◆ INFORMATION GIVEN
══════

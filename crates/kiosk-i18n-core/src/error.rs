use std::path::PathBuf;
use thiserror::Error;

#[derive(Debug, Error)]
pub enum DictionaryError {
    /// Failed to read a dictionary file.
    #[error("Failed to read dictionary file: {0}")]
    ReadError(#[from] std::io::Error),
    /// The file is not valid JSON.
    #[error("Failed to parse dictionary JSON: {0}")]
    ParseError(#[from] serde_json::Error),
    /// The JSON is valid but not shaped like a dictionary.
    #[error("Unexpected dictionary layout in {origin}: {reason}")]
    Layout {
        /// File path or `<inline>` for in-memory sources.
        origin: PathBuf,
        /// What was wrong.
        reason: String,
    },
}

══════

◆ EXERCISE DIRECTIONS
Your reply must contain exactly the lines from the first line of the data through the line holding "What was wrong.", and nothing more.

◆ EXERCISE RESULT
filename crates/kiosk-i18n-core/src/error.rs
use std::path::PathBuf;
use thiserror::Error;

#[derive(Debug, Error)]
pub enum DictionaryError {
    /// Failed to read a dictionary file.
    #[error("Failed to read dictionary file: {0}")]
    ReadError(#[from] std::io::Error),
    /// The file is not valid JSON.
    #[error("Failed to parse dictionary JSON: {0}")]
    ParseError(#[from] serde_json::Error),
    /// The JSON is valid but not shaped like a dictionary.
    #[error("Unexpected dictionary layout in {origin}: {reason}")]
    Layout {
        /// File path or `<inline>` for in-memory sources.
        origin: PathBuf,
        /// What was wrong.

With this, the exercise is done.